» **Your goal**
Return a copy of each line in the listing that includes the word "derive".
──────── Provided data
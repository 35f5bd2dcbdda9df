/// Row validation, imputation, and normalisation.
///
/// Drop/impute policy:
///
/// | Field          | Missing            | Malformed          |
/// |----------------|--------------------|--------------------|
/// | title          | drop row           | n/a                |
/// | rating         | drop row           | drop row           |
/// | release date   | drop row           | drop row           |
/// | country        | `"Unknown"`        | n/a                |
/// | popularity     | `0.0`              | `0.0`              |
/// | vote count     | `0`                | `0`                |
/// | duration       | `None`             | `None`             |
///
/// Dropping is per-row and never aborts the whole load.
use super::dates::parse_year;
use super::fields::{parse_country, parse_media_type, parse_runtime, split_genres};
use crate::loader::RawDataset;
use crate::model::{CleanedRecord, RawRecord, RawValue, UNKNOWN_LABEL};
use compact_str::CompactString;
use serde::Serialize;
use tracing::{debug, info, warn};

/// Why a row was dropped.
#[derive(Debug, Clone, Copy, PartialEq, Eq)]
enum DropReason {
    MissingTitle,
    MissingRating,
    InvalidRating,
    InvalidDate,
}

/// Counts produced by a cleaning pass.
///
/// Invariants: `dropped == input_rows - kept`, and the per-reason counts
/// (including `unreadable`) sum to `dropped`.
#[derive(Debug, Clone, Default, PartialEq, Eq, Serialize)]
pub struct CleanReport {
    pub input_rows: usize,
    pub kept: usize,
    pub dropped: usize,
    pub missing_title: usize,
    pub missing_rating: usize,
    pub invalid_rating: usize,
    pub invalid_date: usize,
    /// Rows the reader could not decode (only set by [`clean_dataset`]).
    pub unreadable: usize,
}

impl CleanReport {
    fn record_drop(&mut self, reason: DropReason) {
        self.dropped += 1;
        match reason {
            DropReason::MissingTitle => self.missing_title += 1,
            DropReason::MissingRating => self.missing_rating += 1,
            DropReason::InvalidRating => self.invalid_rating += 1,
            DropReason::InvalidDate => self.invalid_date += 1,
        }
    }
}

/// Output of [`clean`]: the surviving records and what happened to the rest.
#[derive(Debug, Clone, Default)]
pub struct Cleaned {
    pub records: Vec<CleanedRecord>,
    pub report: CleanReport,
}

/// Validate and normalise raw rows.
///
/// Never fails: malformed rows are dropped individually, logged at `debug`,
/// and counted in the returned [`CleanReport`]. Output order follows input
/// order.
pub fn clean(raw_rows: &[RawRecord]) -> Cleaned {
    let mut report = CleanReport {
        input_rows: raw_rows.len(),
        ..CleanReport::default()
    };
    let mut records = Vec::with_capacity(raw_rows.len());

    for raw in raw_rows {
        match clean_row(raw) {
            Ok(record) => records.push(record),
            Err(reason) => {
                debug!("Dropping row {}: {:?}", raw.row, reason);
                report.record_drop(reason);
            }
        }
    }

    report.kept = records.len();
    debug_assert_eq!(report.dropped, report.input_rows - report.kept);

    info!(
        "Cleaned {} rows: kept {}, dropped {}",
        report.input_rows, report.kept, report.dropped
    );
    if report.dropped > 0 {
        warn!(
            "Dropped rows -- missing title: {}, missing rating: {}, invalid rating: {}, invalid date: {}",
            report.missing_title, report.missing_rating, report.invalid_rating, report.invalid_date
        );
    }

    Cleaned { records, report }
}

/// Clean a loaded dataset, folding rows the reader could not decode into the
/// drop counts.
pub fn clean_dataset(dataset: &RawDataset) -> Cleaned {
    let mut cleaned = clean(&dataset.rows);
    let unreadable = dataset.unreadable_rows;
    cleaned.report.unreadable = unreadable;
    cleaned.report.input_rows += unreadable;
    cleaned.report.dropped += unreadable;
    cleaned
}

fn clean_row(raw: &RawRecord) -> Result<CleanedRecord, DropReason> {
    let title = raw
        .title
        .as_text()
        .map(|t| t.into_owned())
        .ok_or(DropReason::MissingTitle)?;

    if raw.rating.is_blank() {
        return Err(DropReason::MissingRating);
    }
    let rating = raw
        .rating
        .as_f64()
        .filter(|r| *r >= 0.0)
        .ok_or(DropReason::InvalidRating)?;

    let year = parse_year(&raw.release_date).ok_or(DropReason::InvalidDate)?;

    let runtime = parse_runtime(&raw.duration);
    if runtime.is_none() && !raw.duration.is_blank() {
        debug!("Row {}: unrecognised duration {:?}", raw.row, raw.duration);
    }

    Ok(CleanedRecord {
        row: raw.row,
        title,
        genres: split_genres(&raw.genre),
        year,
        country: parse_country(&raw.country)
            .unwrap_or_else(|| CompactString::new(UNKNOWN_LABEL)),
        rating,
        popularity: raw.popularity.as_f64().unwrap_or(0.0),
        vote_count: parse_count(&raw.vote_count),
        runtime,
        media_type: parse_media_type(&raw.media_type, runtime),
        language: raw.language.as_text().map(|l| CompactString::new(l.as_ref())),
        overview: raw.overview.as_text().map(|o| o.into_owned()),
    })
}

fn parse_count(value: &RawValue) -> u64 {
    value
        .as_f64()
        .filter(|v| *v >= 0.0)
        .map(|v| v.round() as u64)
        .unwrap_or(0)
}

/// One (record, genre) pair.
#[derive(Debug, Clone, Copy)]
pub struct GenreEntry<'a> {
    pub record: &'a CleanedRecord,
    pub genre: &'a str,
}

/// Explode records into one entry per genre tag.
///
/// A record without tags yields a single entry under [`UNKNOWN_LABEL`], so
/// every record is represented at least once.
pub fn explode_genres<'a, I>(records: I) -> Vec<GenreEntry<'a>>
where
    I: IntoIterator<Item = &'a CleanedRecord>,
{
    let mut entries = Vec::new();
    for record in records {
        if record.genres.is_empty() {
            entries.push(GenreEntry {
                record,
                genre: UNKNOWN_LABEL,
            });
        } else {
            entries.extend(record.genres.iter().map(|g| GenreEntry {
                record,
                genre: g.as_str(),
            }));
        }
    }
    entries
}

#[cfg(test)]
mod tests {
    use super::*;
    use crate::model::{MediaType, Runtime};

    fn text(s: &str) -> RawValue {
        RawValue::from_text(s)
    }

    fn row(
        n: usize,
        title: &str,
        genre: &str,
        rating: RawValue,
        country: &str,
        date: &str,
    ) -> RawRecord {
        RawRecord {
            title: text(title),
            genre: text(genre),
            rating,
            country: text(country),
            release_date: text(date),
            ..RawRecord::new(n)
        }
    }

    /// The worked example: the second row is dropped for its missing
    /// rating, the first keeps both genres.
    #[test]
    fn worked_example() {
        let raw = vec![
            row(2, "Film A", "Drama,Comedy", RawValue::Number(8.0), "US", "2020-05-01"),
            row(3, "Film B", "", RawValue::Empty, "FR", "bad-date"),
        ];
        let cleaned = clean(&raw);

        assert_eq!(cleaned.records.len(), 1);
        let r = &cleaned.records[0];
        assert_eq!(r.genres, vec!["Drama", "Comedy"]);
        assert_eq!(r.rating, 8.0);
        assert_eq!(r.country, "US");
        assert_eq!(r.year, 2020);

        assert_eq!(cleaned.report.input_rows, 2);
        assert_eq!(cleaned.report.kept, 1);
        assert_eq!(cleaned.report.dropped, 1);
        assert_eq!(cleaned.report.missing_rating, 1);

        let pairs = explode_genres(&cleaned.records);
        let genres: Vec<&str> = pairs.iter().map(|p| p.genre).collect();
        assert_eq!(genres, vec!["Drama", "Comedy"]);
        assert!(pairs.iter().all(|p| p.record.rating == 8.0 && p.record.year == 2020));
    }

    #[test]
    fn missing_title_is_dropped() {
        let raw = vec![row(2, "  ", "Drama", RawValue::Number(7.0), "US", "2020")];
        let cleaned = clean(&raw);
        assert!(cleaned.records.is_empty());
        assert_eq!(cleaned.report.missing_title, 1);
    }

    #[test]
    fn non_numeric_rating_is_dropped() {
        let raw = vec![
            row(2, "A", "Drama", text("TV-MA"), "US", "2020"),
            row(3, "B", "Drama", RawValue::Number(-1.0), "US", "2020"),
        ];
        let cleaned = clean(&raw);
        assert!(cleaned.records.is_empty());
        assert_eq!(cleaned.report.invalid_rating, 2);
    }

    #[test]
    fn decimal_comma_rating_is_dropped() {
        let raw = vec![
            row(2, "Amelie", "Romance", text("7,5"), "France", "2001"),
            row(3, "Heat", "Crime", text("8.3"), "US", "1995"),
        ];
        let cleaned = clean(&raw);
        assert_eq!(cleaned.records.len(), 1);
        assert_eq!(cleaned.records[0].title, "Heat");
        assert_eq!(cleaned.report.invalid_rating, 1);
        assert!(cleaned.records.iter().all(|r| r.rating <= 10.0));
    }

    #[test]
    fn unparseable_date_is_dropped() {
        let raw = vec![row(2, "A", "Drama", RawValue::Number(7.0), "US", "someday")];
        let cleaned = clean(&raw);
        assert!(cleaned.records.is_empty());
        assert_eq!(cleaned.report.invalid_date, 1);
    }

    #[test]
    fn missing_country_becomes_unknown() {
        let raw = vec![row(2, "A", "Drama", RawValue::Number(7.0), "", "2020")];
        let cleaned = clean(&raw);
        assert_eq!(cleaned.records[0].country, UNKNOWN_LABEL);
    }

    #[test]
    fn optional_numbers_are_imputed() {
        let mut r = row(2, "A", "Drama", RawValue::Number(7.0), "US", "2020");
        r.popularity = text("not a number");
        r.vote_count = RawValue::Empty;
        let cleaned = clean(&[r]);
        assert_eq!(cleaned.records[0].popularity, 0.0);
        assert_eq!(cleaned.records[0].vote_count, 0);
    }

    #[test]
    fn runtime_and_media_type_are_normalised() {
        let mut r = row(2, "Dark", "Sci-Fi", RawValue::Number(8.7), "Germany", "2017");
        r.duration = text("3 Seasons");
        let mut m = row(3, "Heat", "Crime", RawValue::Number(8.3), "US", "1995");
        m.duration = text("2h 50m");
        m.media_type = text("Movie");
        let cleaned = clean(&[r, m]);
        assert_eq!(cleaned.records[0].runtime, Some(Runtime::Seasons(3)));
        assert_eq!(cleaned.records[0].media_type, MediaType::Show);
        assert_eq!(cleaned.records[1].runtime, Some(Runtime::Minutes(170)));
        assert_eq!(cleaned.records[1].media_type, MediaType::Movie);
    }

    /// Output size never exceeds input and the drop count balances.
    #[test]
    fn drop_count_balances() {
        let raw = vec![
            row(2, "A", "Drama", RawValue::Number(7.0), "US", "2020"),
            row(3, "", "Drama", RawValue::Number(7.0), "US", "2020"),
            row(4, "C", "Drama", RawValue::Empty, "US", "2020"),
            row(5, "D", "Drama", text("x"), "US", "2020"),
            row(6, "E", "Drama", RawValue::Number(6.0), "US", "?"),
            row(7, "F", "", RawValue::Number(6.0), "", "1999"),
        ];
        let cleaned = clean(&raw);
        let rep = &cleaned.report;
        assert!(cleaned.records.len() <= raw.len());
        assert_eq!(rep.dropped, rep.input_rows - rep.kept);
        assert_eq!(
            rep.missing_title + rep.missing_rating + rep.invalid_rating + rep.invalid_date,
            rep.dropped
        );
        assert_eq!(rep.kept, 2);
    }

    #[test]
    fn empty_input_is_empty_output() {
        let cleaned = clean(&[]);
        assert!(cleaned.records.is_empty());
        assert_eq!(cleaned.report, CleanReport::default());
    }

    #[test]
    fn unreadable_rows_count_as_dropped() {
        let dataset = RawDataset {
            rows: vec![row(2, "A", "Drama", RawValue::Number(7.0), "US", "2020")],
            unreadable_rows: 2,
            ..RawDataset::default()
        };
        let cleaned = clean_dataset(&dataset);
        assert_eq!(cleaned.report.input_rows, 3);
        assert_eq!(cleaned.report.kept, 1);
        assert_eq!(cleaned.report.dropped, 2);
        assert_eq!(cleaned.report.unreadable, 2);
    }

    #[test]
    fn untagged_records_explode_to_unknown() {
        let records = vec![CleanedRecord::new(2, "A", 2020, 7.0)];
        let pairs = explode_genres(&records);
        assert_eq!(pairs.len(), 1);
        assert_eq!(pairs[0].genre, UNKNOWN_LABEL);
    }
}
────────────────
» **Your response**
#[derive(Debug, Clone, Copy, PartialEq, Eq)]
#[derive(Debug, Clone, Default, PartialEq, Eq, Serialize)]
#[derive(Debug, Clone, Default)]
#[derive(Debug, Clone, Copy)]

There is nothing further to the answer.